Updated: Jun 10
Welcome to Self-Care Sundays! I will be doing a series of blogs to explore concepts of Self-care and personal development. Practicing Self-care should not be confused with being 'selfish'. Self-care should focus on being Self-centered (balanced mental, physical, and emotional health).
This world sometimes demands everything of you. You wear many hats and there are a lot of responsibilities that you hold but you have to protect your energy. You are a limited resource, after all. There's only one you.
We live in a world that glorifies Self-sacrifice, humility and resilience. Those who pushed themselves to the limit are cannonized. We sing songs about overcoming hardships. Those who complain about hardships seldom find a sympathetic ear. For a long time, I operated under this accord: be strong, persevere, don’t complain.
"You can't pour from an empty cup."
I’ll be honest, that mindset was productive but it wasn’t sustainable. I found myself not just ‘tired’ but exhausted. I couldn't find the energy to do anything that I wanted to do. I could spend entire weekends just decompressing. It was a reprieve, but not rest.
At some point I had to question: If I can dedicate 40+ hours a week to a job, entire days to commitments and errands, and spend 'X' amount of time filling a role for other people, then why couldn't I prioritize myself and my needs too?
At first Self-care was a‘reward’. I would assuage my guilt by telling myself ‘I earned this day/indulgence/ splurge’. But that raised the question: Am I only deserving of a reprieve if I have worked myself to exhaustion? Can I only do something for myself if I have taken care of everyone and everything else ahead of me?
I can’t be that Self-deprecating to believe that, right? Apparently, I can. Prioritizing my Self-care has brought to light some of the conflicting ideologies I held. Actively focusing on my Self has allowed me to grow in ways that I hadn’t anticipated. A side effect of this re-prioritization is I have been removed from a number of situations that constricted me or were toxic to my development as a person.
Writing this now makes it seem like Self-care is as easy as turning on a light switch— it’s not. I AGONIZED over certain situations that were making me MISERABLE. The signs were clear as day for me to get the heck out of Dodge, yet I deliberated and stay way longer than I should have. I felt the world would crumble if I personally didn’t make it work… Eventually I gathered the gumption and made changes and much like Y2K …. the world didn’t end.
Sunday is also the day a week that I am consciously focused on me. I take stock of myself and replenish the areas that are running low, socially, spiritually, physically, emotionally, the list goes on and on. Self-care doesn't have to happen (only) on Sundays but I like alliteration. It can be on any day you choose. Some methods of Self-care require daily exercise. Having a dedicated day focused on myself helps me make sure that I don't slide back into old habits.
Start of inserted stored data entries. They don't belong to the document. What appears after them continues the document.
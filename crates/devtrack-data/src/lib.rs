//! Dataset loading and tag extraction.
//!
//! Reads the three pre-computed CSV datasets (project metadata, monthly
//! contributor counts, monthly GitHub event counts) into immutable tables,
//! memoizes loads in a [`cache::LoadCache`], and derives the normalized tag
//! set from the metadata table's free-text tag column.

pub mod cache;
pub mod dates;
pub mod loader;
pub mod tags;
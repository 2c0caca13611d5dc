//! Authorization header attachment

use super::request::OutboundRequest;
use reqwest::header;

/// Scheme prefix of the Authorization header
pub const AUTH_SCHEME: &str = "JWT";

/// Authorization header value for `request`, if it should carry one.
///
/// Token endpoints never carry a header, so a stale token cannot poison login
/// or refresh.
pub fn authorization(request: &OutboundRequest, access_token: Option<&str>) -> Option<String> {
    if request.is_auth_endpoint() {
        return None;
    }
    access_token
        .filter(|token| !token.is_empty())
        .map(|token| format!("{AUTH_SCHEME} {token}"))
}

pub(crate) fn authorize(
    builder: reqwest::RequestBuilder,
    request: &OutboundRequest,
    access_token: Option<&str>,
) -> reqwest::RequestBuilder {
    match authorization(request, access_token) {
        Some(value) => builder.header(header::AUTHORIZATION, value),
        None => builder,
    }
}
What do I do on Self-Care Sunday? Basically:
Weekend trip? See ya later! Spa day? Treat Yourself. Turn off my phone? Cool. Lounge around in pajamas and don't leave the house? Cue Bruno Mars!
I’m kidding… kind of. Yes on any given Sunday, I could be doing any of those things but it’s a very superficial description of Self-care Sunday. Self-care isn’t just actions, it’s a concept. Self-care is the maintenance of your physical, emotional and mental health. Doing what you have to do yo fill your metaphorical cup. If emotionally you're feeling drained, then it makes sense to turn off the phone and disconnect for a day. Not feeling well physically? It makes sense to go for a hike or get a massage. Dealing with some emotional upheaval? Go see a therapist or have lunch with a confidante.
Okay, okay. I haven't yet reached this level of Self-care...but the journey is real.